Сама же я всячески ломала эту закрытость. Я, например, обожала общаться с родственниками больных, без спроса входила в комнату свиданий, а девчушки называли меня то второй мамой, то даже бабушкой. «Да, – убедительно кивнула, взглянув на меня, юная восточная красавица в длинном, до пола, бархатном халате с вышивкой, – это моя бабушка».
«Бабушка, подними шпильку, а то я ручки запачкаю», – обращалась она ко мне. «Внучке» было уже лет двадцать. Когда я рассказала этот эпизод ее маме, та схватилась за голову: «Я так и знала, я чувствовала, что это бабушка так ее избаловала, что довела до болезни, до постоянных депрессий!»
Молодежь особенно грустно видеть в этих стенах. Одна подсаживается ко мне и просит, как Маленький принц летчика в пустыне: «Я ничего не знаю и не умею. Научи меня рисовать». Она только что блестяще сдала сессию, перенапряглась, от чего и заболела, но спорить с ней бесполезно. Я рисую какой-то цветок, девушка отрицательно трясет головой и забирает рисунок: «Нет, ты неправильно нарисовала». Идет искать того, кто научит ее рисовать правильно. Эта мысль тоже одна из спутниц депрессии: я ничего не умею, все что-нибудь умеют, а я не умею ничего.
Жажда правильной, совершенной жизни во всем, чтобы ты ни делал, тоже может довести до болезни. Одна девушка уже не раз попадает в клинику потому, что хочет делать все на «ять». И сына растить, и дом вести, и работу выполнять. А на «ять», как она считает, у нее не получается. Когда мы с ней в тихий час провернули целую операцию по сдаче стеклопосуды, я ей говорю: «Вот ты и справилась на "ять"». – «Нет, – отвечает она, – я только исполняла, руководила ты. Я бы не смогла». И дальше шли привычные вздохи. Неужели жажда совершенства тоже может стать манией?
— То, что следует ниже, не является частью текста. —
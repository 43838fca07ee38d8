//! Roster records, email templates, and ledger entries.

use std::fmt;
use std::path::PathBuf;

use serde::{Deserialize, Serialize};
use serde_json::{Map, Value};

/// Stable roster record identifier, assigned on first sight.
pub type MemberId = u64;
/// Template identifier in the template store.
pub type TemplateId = u64;
/// Ledger entry identifier; the merge key for all ledger rewrites.
pub type EntryId = String;

/// A member of the synchronized roster.
///
/// Only the fields the mail pipeline relies on are typed; everything else the
/// roster carries (role flags, service units, dates) lives in `attributes`.
#[derive(Debug, Clone, Default, PartialEq, Serialize, Deserialize)]
pub struct RosterRecord {
    /// Identifier, absent on malformed rows.
    #[serde(default, skip_serializing_if = "Option::is_none")]
    pub id: Option<MemberId>,
    /// Recipient address.
    #[serde(default, skip_serializing_if = "Option::is_none")]
    pub email_address: Option<String>,
    /// Given name.
    #[serde(default, skip_serializing_if = "Option::is_none")]
    pub first_name: Option<String>,
    /// Family name.
    #[serde(default, skip_serializing_if = "Option::is_none")]
    pub last_name: Option<String>,
    /// Every other attribute of the record.
    #[serde(flatten)]
    pub attributes: Map<String, Value>,
}

impl RosterRecord {
    /// Create a record with an identifier and nothing else.
    pub fn new(id: MemberId) -> Self {
        Self {
            id: Some(id),
            ..Self::default()
        }
    }

    /// Set the email address.
    #[must_use]
    pub fn with_email(mut self, email: impl Into<String>) -> Self {
        self.email_address = Some(email.into());
        self
    }

    /// Set first and last name.
    #[must_use]
    pub fn with_name(mut self, first: impl Into<String>, last: impl Into<String>) -> Self {
        self.first_name = Some(first.into());
        self.last_name = Some(last.into());
        self
    }

    /// Set an arbitrary attribute.
    #[must_use]
    pub fn with_attribute(mut self, key: impl Into<String>, value: impl Into<Value>) -> Self {
        self.attributes.insert(key.into(), value.into());
        self
    }

    /// Identifier, treating `0` as unassigned.
    pub fn member_id(&self) -> Option<MemberId> {
        self.id.filter(|id| *id != 0)
    }

    /// Non-empty email address.
    pub fn email(&self) -> Option<&str> {
        self.email_address
            .as_deref()
            .map(str::trim)
            .filter(|e| !e.is_empty())
    }

    /// `first last`, trimmed, for logs and preview file names.
    pub fn display_name(&self) -> String {
        let first = self.first_name.as_deref().unwrap_or_default();
        let last = self.last_name.as_deref().unwrap_or_default();
        format!("{first} {last}").trim().to_string()
    }

    /// The record flattened into a JSON object, for rendering and filtering.
    pub fn context(&self) -> Map<String, Value> {
        let mut ctx = self.attributes.clone();
        if let Some(id) = self.id {
            ctx.insert("id".into(), Value::from(id));
        }
        for (key, value) in [
            ("email_address", &self.email_address),
            ("first_name", &self.first_name),
            ("last_name", &self.last_name),
        ] {
            if let Some(v) = value {
                ctx.insert(key.into(), Value::String(v.clone()));
            }
        }
        ctx
    }
}

/// A stored email template: subject pattern plus body file.
#[derive(Debug, Clone, PartialEq, Serialize, Deserialize)]
pub struct EmailTemplate {
    /// Template identifier.
    pub id: TemplateId,
    /// Subject pattern rendered against the recipient.
    pub subject: String,
    /// Body template file, relative to the configured template root.
    pub template_path: PathBuf,
    /// Any other template metadata, exposed to the body context.
    #[serde(flatten)]
    pub extra: Map<String, Value>,
}

impl EmailTemplate {
    /// Create a template with no extra metadata.
    pub fn new(id: TemplateId, subject: impl Into<String>, template_path: impl Into<PathBuf>) -> Self {
        Self {
            id,
            subject: subject.into(),
            template_path: template_path.into(),
            extra: Map::new(),
        }
    }

    /// The template flattened into a JSON object.
    pub fn context(&self) -> Map<String, Value> {
        let mut ctx = self.extra.clone();
        ctx.insert("id".into(), Value::from(self.id));
        ctx.insert("subject".into(), Value::String(self.subject.clone()));
        ctx.insert(
            "template_path".into(),
            Value::String(self.template_path.display().to_string()),
        );
        ctx
    }
}

/// Delivery state of a ledger entry. Every state but `Pending` is terminal.
#[derive(Debug, Clone, Copy, PartialEq, Eq, Hash, Serialize, Deserialize)]
#[serde(rename_all = "lowercase")]
pub enum EmailStatus {
    /// Queued, not yet dispatched.
    Pending,
    /// Delivered by the mail transport.
    Success,
    /// Resolution, render, or dispatch failed.
    Failed,
    /// Rendered to a preview file instead of being sent.
    Preview,
}

impl fmt::Display for EmailStatus {
    fn fmt(&self, f: &mut fmt::Formatter<'_>) -> fmt::Result {
        let s = match self {
            Self::Pending => "pending",
            Self::Success => "success",
            Self::Failed => "failed",
            Self::Preview => "preview",
        };
        f.write_str(s)
    }
}

/// One (roster record, template) email obligation in the pending-email log.
#[derive(Debug, Clone, PartialEq, Eq, Serialize, Deserialize)]
pub struct LedgerEntry {
    /// Immutable merge key, `{member_id}_{template_id}_{created_ms}`.
    pub id: EntryId,
    /// Recipient roster record.
    pub member_id: MemberId,
    /// Recipient address at enqueue time.
    #[serde(default, skip_serializing_if = "Option::is_none")]
    pub email_address: Option<String>,
    /// Template to render.
    pub template_id: TemplateId,
    /// Rendered subject, or the raw pattern after a failed dispatch.
    pub subject: Option<String>,
    /// Delivery state.
    pub status: EmailStatus,
    /// When the entry was created.
    pub created_at: Option<String>,
    /// When the entry was queued.
    pub queued_at: Option<String>,
    /// Last state transition.
    pub updated_at: Option<String>,
    /// When the transport accepted the message.
    pub sent_at: Option<String>,
    /// Failure description, only on `failed` entries.
    #[serde(default, skip_serializing_if = "Option::is_none")]
    pub error: Option<String>,
    /// Transport message identifier of a successful send.
    #[serde(default, skip_serializing_if = "Option::is_none")]
    pub message_id: Option<String>,
    /// Preview file written in preview mode.
    #[serde(default, skip_serializing_if = "Option::is_none")]
    pub preview_path: Option<String>,
    /// When the preview file was written.
    #[serde(default, skip_serializing_if = "Option::is_none")]
    pub preview_at: Option<String>,
}

impl LedgerEntry {
    /// Create a `pending` entry stamped at `now`.
    pub fn pending(
        member_id: MemberId,
        email_address: Option<String>,
        template_id: TemplateId,
        subject: String,
        created_ms: u128,
        now: &str,
    ) -> Self {
        Self {
            id: format!("{member_id}_{template_id}_{created_ms}"),
            member_id,
            email_address,
            template_id,
            subject: Some(subject),
            status: EmailStatus::Pending,
            created_at: Some(now.to_string()),
            queued_at: Some(now.to_string()),
            updated_at: None,
            sent_at: None,
            error: None,
            message_id: None,
            preview_path: None,
            preview_at: None,
        }
    }

    /// Whether the entry still awaits processing.
    pub fn is_pending(&self) -> bool {
        self.status == EmailStatus::Pending
    }

    /// Transition to `failed`.
    pub fn mark_failed(&mut self, error: impl Into<String>, now: &str) {
        self.status = EmailStatus::Failed;
        self.error = Some(error.into());
        self.updated_at = Some(now.to_string());
    }

    /// Transition to `success`.
    pub fn mark_sent(&mut self, subject: String, message_id: String, now: &str) {
        self.status = EmailStatus::Success;
        self.subject = Some(subject);
        self.message_id = Some(message_id);
        self.sent_at = Some(now.to_string());
        self.updated_at = Some(now.to_string());
    }

    /// Transition to `preview`. `sent_at` stays unset.
    pub fn mark_previewed(&mut self, subject: String, preview_path: String, now: &str) {
        self.status = EmailStatus::Preview;
        self.subject = Some(subject);
        self.preview_path = Some(preview_path);
        self.preview_at = Some(now.to_string());
        self.updated_at = Some(now.to_string());
    }

    /// The entry flattened into a JSON object.
    pub fn context(&self) -> Map<String, Value> {
        match serde_json::to_value(self) {
            Ok(Value::Object(map)) => map,
            _ => Map::new(),
        }
    }
}

#[cfg(test)]
mod tests {
    use super::*;

    #[test]
    fn pending_entry_has_only_creation_stamps() {
        let entry = LedgerEntry::pending(7, None, 2, "Hi".into(), 1_700, "t0");
        assert_eq!(entry.id, "7_2_1700");
        assert_eq!(entry.created_at.as_deref(), Some("t0"));
        assert_eq!(entry.queued_at.as_deref(), Some("t0"));
        assert!(entry.updated_at.is_none());
        assert!(entry.sent_at.is_none());
        assert!(entry.is_pending());
    }

    #[test]
    fn entry_serializes_nulls_but_omits_error() {
        let entry = LedgerEntry::pending(1, None, 1, "Hi".into(), 1, "t0");
        let value = serde_json::to_value(&entry).unwrap();
        assert!(value.get("sent_at").unwrap().is_null());
        assert!(value.get("error").is_none());
        assert_eq!(value["status"], "pending");
    }

    #[test]
    fn record_context_flattens_attributes() {
        let record = RosterRecord::new(3)
            .with_email("a@x.com")
            .with_attribute("is_a_worker", true);
        let ctx = record.context();
        assert_eq!(ctx["id"], 3);
        assert_eq!(ctx["email_address"], "a@x.com");
        assert_eq!(ctx["is_a_worker"], true);
        assert!(!ctx.contains_key("first_name"));
    }

    #[test]
    fn zero_id_and_blank_email_are_missing() {
        let record = RosterRecord {
            id: Some(0),
            email_address: Some("  ".into()),
            ..RosterRecord::default()
        };
        assert!(record.member_id().is_none());
        assert!(record.email().is_none());
    }
}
Депрессия усиливается. Свидетельствовать депрессию – вот все, что мне остается. И постигать смысл: зачем мне дан этот путь вспышек и сгорания души, почему я с детства не совпала с плавным, не катастрофичным течением жизни? Помню, в детстве я подолгу наблюдала за движениями продавщицы мяса – она была до краев полна простым этим действием, так слитна с ним. Конечно, слов этих я еще не знала, но меня поразило и очаровало это фундаментальное спокойствие. В отличие от меня – «несомненность живущих». С тех пор я часто приглядывалась к людям, не отягощенным печатью раздвоенности, брала на вооружение их повадки. Потому что у самой с детства не было этой слитности. Помню, мне лет пять, стою во дворе (мы тогда жили в селе), с недоумением разглядываю фантик от конфеты «Счастливое детство», а там какие-то дурехи на качелях качаются, и поражаюсь неправде взрослых, выдумавших себе для приятных воспоминаний это «счастье». А рядом со мной, вертящей фантик, мальчишки, намотав длинную веревку на шею тощей кошки, со всего размаха раскручивают ее и бьют головой об угол сарая. Я парализована: как вмешаться? Один из изуверов тоном глашатая объявляет всем, что кошка сия разорила птичье гнездо, и, значит, эта казнь справедлива. Я знаю, что это чудовищно, но у меня нет слов, чтобы объяснить и прекратить это. Поражала спокойная, никакими противоречиями вроде не обремененная жизнь окружающих. А тут кутята в деревянном сортире кричат, их просто выбросили, чтоб утопить. Ну, кутят-то я вытащила, и мы их с девчонками отмыли и откормили. Тут страшнее другое: равнодушие, привычка к тому, что гибнут живые существа. Один знакомый писатель сказал, чтоб я выбросила этот кусок про детство: он банален, через это все прошли. Может, и банален, но я вот – не могла просто так пройти. Я решила отказаться жить в такой жизни, где убивают кошек и топят в сортире кутят. Из смутных разговоров слышала, что кто-то из взрослых бросился под поезд, мне же было пять лет, а значит, высчитала я, мне подойдет что-то поменьше – велосипед, например. То, что меня спасут, в мои планы не входило, главное было – броситься.